'''

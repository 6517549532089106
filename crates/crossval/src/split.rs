//! Year-based train/test partitions.

use std::collections::BTreeSet;
use std::fmt;

use hydrobias_series::AlignedSeries;
use serde::{Deserialize, Serialize};

use crate::config::SplitScheme;

/// Identity of a fold: its test year or test period.
#[derive(Debug, Clone, Copy, PartialEq, Eq, PartialOrd, Ord, Serialize, Deserialize)]
pub enum FoldLabel {
    Year(i32),
    Period { first: i32, last: i32 },
}

impl fmt::Display for FoldLabel {
    fn fmt(&self, f: &mut fmt::Formatter<'_>) -> fmt::Result {
        match *self {
            FoldLabel::Year(y) => write!(f, "{y}"),
            FoldLabel::Period { first, last } if first == last => write!(f, "{first}"),
            FoldLabel::Period { first, last } => write!(f, "{first}-{last}"),
        }
    }
}

/// A train/test partition by whole years. The two year sets are disjoint
/// and non-empty.
#[derive(Debug, Clone, PartialEq, Eq)]
pub struct Fold {
    pub label: FoldLabel,
    pub train_years: BTreeSet<i32>,
    pub test_years: BTreeSet<i32>,
}

impl Fold {
    /// Splits `series` into its training and test subsets.
    pub fn split(&self, series: &AlignedSeries) -> (AlignedSeries, AlignedSeries) {
        (
            series.select_years(&self.train_years),
            series.select_years(&self.test_years),
        )
    }
}

/// Years with more than `min_valid_days` records, ascending.
pub fn valid_years(series: &AlignedSeries, min_valid_days: usize) -> Vec<i32> {
    series
        .year_counts()
        .into_iter()
        .filter(|&(_, n)| n > min_valid_days)
        .map(|(y, _)| y)
        .collect()
}

/// One fold per valid year, holding that year out.
///
/// Empty when fewer than two valid years exist.
pub fn loocv_folds(valid: &[i32]) -> Vec<Fold> {
    if valid.len() < 2 {
        return Vec::new();
    }
    valid
        .iter()
        .map(|&test| Fold {
            label: FoldLabel::Year(test),
            train_years: valid.iter().copied().filter(|&y| y != test).collect(),
            test_years: BTreeSet::from([test]),
        })
        .collect()
}

/// Consecutive train/test blocks over the ordered valid years, advancing by
/// one year.
pub fn sliding_window_folds(valid: &[i32], train_len: usize, test_len: usize) -> Vec<Fold> {
    if train_len == 0 || test_len == 0 {
        return Vec::new();
    }
    valid
        .windows(train_len + test_len)
        .map(|w| {
            let (train, test) = w.split_at(train_len);
            Fold {
                label: FoldLabel::Period {
                    first: test[0],
                    last: test[test.len() - 1],
                },
                train_years: train.iter().copied().collect(),
                test_years: test.iter().copied().collect(),
            }
        })
        .collect()
}

/// Builds the folds of `series` for a split scheme.
pub fn make_folds(series: &AlignedSeries, scheme: SplitScheme, min_valid_days: usize) -> Vec<Fold> {
    let valid = valid_years(series, min_valid_days);
    match scheme {
        SplitScheme::Loocv => loocv_folds(&valid),
        SplitScheme::SlidingWindow {
            train_years,
            test_years,
        } => sliding_window_folds(&valid, train_years, test_years),
    }
}

#[cfg(test)]
mod tests {
    use super::*;
    use chrono::NaiveDate;
    use hydrobias_series::AlignedRecord;

    fn series_with_counts(counts: &[(i32, u32)]) -> AlignedSeries {
        let mut records = Vec::new();
        for &(year, n) in counts {
            let start = NaiveDate::from_ymd_opt(year, 5, 1).unwrap();
            for d in start.iter_days().take(n as usize) {
                records.push(AlignedRecord::new(d, 1.0, 1.0));
            }
        }
        AlignedSeries::from_records(records).unwrap()
    }

    #[test]
    fn coverage_threshold_is_strict() {
        let s = series_with_counts(&[(2000, 90), (2001, 91), (2002, 150)]);
        assert_eq!(valid_years(&s, 90), vec![2001, 2002]);
    }

    #[test]
    fn loocv_needs_two_years() {
        assert!(loocv_folds(&[]).is_empty());
        assert!(loocv_folds(&[2001]).is_empty());
        assert_eq!(loocv_folds(&[2001, 2005]).len(), 2);
    }

    #[test]
    fn loocv_holds_out_each_year_once() {
        let folds = loocv_folds(&[2001, 2002, 2004]);
        assert_eq!(folds.len(), 3);
        let tests: Vec<i32> = folds
            .iter()
            .flat_map(|f| f.test_years.iter().copied())
            .collect();
        assert_eq!(tests, vec![2001, 2002, 2004]);
        for f in &folds {
            assert!(f.train_years.is_disjoint(&f.test_years));
            assert_eq!(f.train_years.len(), 2);
        }
        assert_eq!(folds[2].label.to_string(), "2004");
    }

    #[test]
    fn sliding_window_over_valid_years() {
        // 2003 is missing: blocks are taken over the valid years only.
        let folds = sliding_window_folds(&[2000, 2001, 2002, 2004, 2005], 2, 2);
        assert_eq!(folds.len(), 2);
        assert_eq!(folds[0].train_years, BTreeSet::from([2000, 2001]));
        assert_eq!(folds[0].test_years, BTreeSet::from([2002, 2004]));
        assert_eq!(folds[0].label.to_string(), "2002-2004");
        assert_eq!(folds[1].label.to_string(), "2004-2005");
    }

    #[test]
    fn sliding_window_single_test_year_label() {
        let folds = sliding_window_folds(&[2000, 2001, 2002], 2, 1);
        assert_eq!(folds.len(), 1);
        assert_eq!(folds[0].label.to_string(), "2002");
    }

    #[test]
    fn sliding_window_too_short() {
        assert!(sliding_window_folds(&[2000, 2001], 2, 1).is_empty());
        assert!(sliding_window_folds(&[2000, 2001], 0, 1).is_empty());
    }

    #[test]
    fn fold_split_partitions_records() {
        let s = series_with_counts(&[(2000, 100), (2001, 100), (2002, 100)]);
        let folds = make_folds(&s, SplitScheme::Loocv, 90);
        let (train, test) = folds[1].split(&s);
        assert_eq!(train.len(), 200);
        assert_eq!(test.len(), 100);
        assert_eq!(test.years(), vec![2001]);
    }
}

'''

Nothing but the lines from the beginning of the records through the line with "use crate::config::SplitScheme;" should appear, each printed exactly.

repository 6517549532089106
filename crates/crossval/src/split.rs
//! Year-based train/test partitions.

use std::collections::BTreeSet;
use std::fmt;

use hydrobias_series::AlignedSeries;
use serde::{Deserialize, Serialize};

use crate::config::SplitScheme;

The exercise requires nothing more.